There is very little data on online antigypsyism, and what is available is not well integrated into mainstream online hate speech measures. The number of incidents, trends, triggers, perpetrators, methods of intervention or the efficiency of the current regulatory framework to counter it, are all key areas where more data needs to be collected. 

In 2019, the European Union’s (EU) communication on the implementation of member states’ National Roma Integration Strategies stated that Roma social disparity in the EU remains high. Further, it highlighted that member states should have stronger programs addressing antigypsyism and targeting awareness raising to counter discrimination and intolerance. Simultaneously, as far-right groups and political parties increase in prominence, and nationalistic and xenophobic discourses grow, recent years have seen hate speech against Roma in Europe rise. Slovakia and Bulgaria register some of the highest percentages of Roma populations in the EU, and both are experiencing a resurgence of the far-right. 

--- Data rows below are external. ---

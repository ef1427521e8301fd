/*
 * sibling_chain.rs
 * Copyright (c) 2025 Posit, PBC
 *
 * Property-based tests for tree link consistency.
 *
 * A fixed pool of blocks is edited by random sequences of structural
 * operations. After every step:
 * 1. parent, sibling and child links agree with each other
 * 2. no block is listed twice or is its own ancestor
 * 3. a failed operation left every link untouched
 */

use proptest::prelude::*;
use rendition_blocks::{BlockArena, BlockId, BlockKind};

const POOL: usize = 10;

#[derive(Debug, Clone)]
enum Op {
    Add(usize, usize),
    AddMany(usize, Vec<usize>),
    Set(usize, Vec<usize>),
    InsertBefore(usize, usize, Option<usize>),
    InsertAfter(usize, usize, usize),
    Replace(usize, Vec<usize>, usize),
    Remove(usize, usize),
    Detach(usize),
}

fn gen_index() -> impl Strategy<Value = usize> {
    0..POOL
}

fn gen_indices() -> impl Strategy<Value = Vec<usize>> {
    prop::collection::vec(gen_index(), 0..4)
}

fn gen_op() -> impl Strategy<Value = Op> {
    prop_oneof![
        3 => (gen_index(), gen_index()).prop_map(|(p, c)| Op::Add(p, c)),
        1 => (gen_index(), gen_indices()).prop_map(|(p, cs)| Op::AddMany(p, cs)),
        1 => (gen_index(), gen_indices()).prop_map(|(p, cs)| Op::Set(p, cs)),
        2 => (gen_index(), gen_index(), prop::option::of(gen_index()))
            .prop_map(|(p, c, a)| Op::InsertBefore(p, c, a)),
        2 => (gen_index(), gen_index(), gen_index()).prop_map(|(p, c, a)| Op::InsertAfter(p, c, a)),
        2 => (gen_index(), gen_indices(), gen_index()).prop_map(|(p, n, o)| Op::Replace(p, n, o)),
        2 => (gen_index(), gen_index()).prop_map(|(p, c)| Op::Remove(p, c)),
        1 => gen_index().prop_map(Op::Detach),
    ]
}

type Links = Vec<(Option<BlockId>, Option<BlockId>, Option<BlockId>, Vec<BlockId>)>;

fn snapshot(arena: &BlockArena, pool: &[BlockId]) -> Links {
    pool.iter()
        .map(|&b| {
            (
                arena.parent(b),
                arena.previous_sibling(b),
                arena.next_sibling(b),
                arena.children(b).to_vec(),
            )
        })
        .collect()
}

fn apply(arena: &mut BlockArena, pool: &[BlockId], op: &Op) -> bool {
    let ids = |xs: &[usize]| xs.iter().map(|&i| pool[i]).collect::<Vec<_>>();
    let result = match op {
        Op::Add(p, c) => arena.add_child(pool[*p], pool[*c]),
        Op::AddMany(p, cs) => arena.add_children(pool[*p], &ids(cs)),
        Op::Set(p, cs) => arena.set_children(pool[*p], &ids(cs)),
        Op::InsertBefore(p, c, a) => {
            arena.insert_child_before(pool[*p], pool[*c], a.map(|a| pool[a]))
        }
        Op::InsertAfter(p, c, a) => arena.insert_child_after(pool[*p], pool[*c], pool[*a]),
        Op::Replace(p, n, o) => arena.replace_child(pool[*p], &ids(n), pool[*o]),
        Op::Remove(p, c) => arena.remove_child(pool[*p], pool[*c]),
        Op::Detach(b) => arena.detach(pool[*b]),
    };
    result.is_ok()
}

fn check_links(arena: &BlockArena, pool: &[BlockId]) -> Result<(), TestCaseError> {
    let mut listed = std::collections::HashSet::new();
    for &parent in pool {
        let children = arena.children(parent);
        for (i, &child) in children.iter().enumerate() {
            prop_assert!(listed.insert(child), "{child} listed twice");
            prop_assert_eq!(arena.parent(child), Some(parent));
            let previous = i.checked_sub(1).map(|j| children[j]);
            prop_assert_eq!(arena.previous_sibling(child), previous);
            prop_assert_eq!(arena.next_sibling(child), children.get(i + 1).copied());
        }
    }
    for &block in pool {
        match arena.parent(block) {
            Some(parent) => prop_assert!(arena.children(parent).contains(&block)),
            None => {
                prop_assert_eq!(arena.previous_sibling(block), None);
                prop_assert_eq!(arena.next_sibling(block), None);
            }
        }
        let mut depth = 0;
        let mut current = block;
        while let Some(parent) = arena.parent(current) {
            prop_assert_ne!(parent, block, "{} is its own ancestor", block);
            depth += 1;
            prop_assert!(depth <= POOL);
            current = parent;
        }
    }
    Ok(())
}

proptest! {
    #![proptest_config(ProptestConfig::with_cases(256))]

    #[test]
    fn test_links_stay_consistent(ops in prop::collection::vec(gen_op(), 1..40)) {
        let mut arena = BlockArena::new();
        let pool: Vec<BlockId> = (0..POOL).map(|_| arena.create(BlockKind::Group)).collect();

        for op in &ops {
            let before = snapshot(&arena, &pool);
            if !apply(&mut arena, &pool, op) {
                prop_assert_eq!(&snapshot(&arena, &pool), &before, "failed {:?} changed links", op);
            }
            check_links(&arena, &pool)?;
        }
        prop_assert_eq!(arena.len(), POOL);
    }

    #[test]
    fn test_clone_equals_original(
        ops in prop::collection::vec(gen_op(), 1..30),
        root in gen_index(),
    ) {
        let mut arena = BlockArena::new();
        let pool: Vec<BlockId> = (0..POOL).map(|_| arena.create(BlockKind::Group)).collect();
        for op in &ops {
            apply(&mut arena, &pool, op);
        }

        let copy = arena.clone_block(pool[root]).unwrap();
        prop_assert!(arena.structurally_eq(copy, pool[root]));
        prop_assert_eq!(arena.parent(copy), None);
        prop_assert_eq!(
            arena.pre_order(copy).count(),
            arena.pre_order(pool[root]).count()
        );
    }
}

In Slovakia, it is generally considered more acceptable if politicians speak negatively, rather than positively, about Roma. In Bulgaria, Roma represent the most ‘hated’ minority. Sentiments against the right to language, culture, traditions and life of Roma are prevalent among young people who mainly receive their information from social media.    

What are we doing?

  • Running counternarrative campaigns to raise awareness among internet users, especially youth, through the promotion of tolerance narratives online. We aim to reach 400,000 internet users and encourage them to deliver their own counter-narrative campaigns against online antigypsyism.   
  • Gathering data and producing evidence about social media responses to online hate speech, with a focus on online antigypsyism.
  • Presenting and disseminating the key findings and recommendations of our research, including a national conference and a meeting at the European Union level. 

Who are our partners?

Center for Interethnic Dialogue and Tolerance (Amalipe) is a Roma-led non-governmental organisation working to ensure equality and integration of Roma in Bulgaria. The organization plays a central role in organizing the Roma civic movement and advocating for Roma integration within state institutions. 

Human Rights Institute (HRI) is an activist organization that aims to promote access to all human rights for many minorities. The main activities include fighting extremism, LGBT rights, women’s rights, and economic, social and cultural rights. Their main focus is campaigning and the sensitisation of the general public. 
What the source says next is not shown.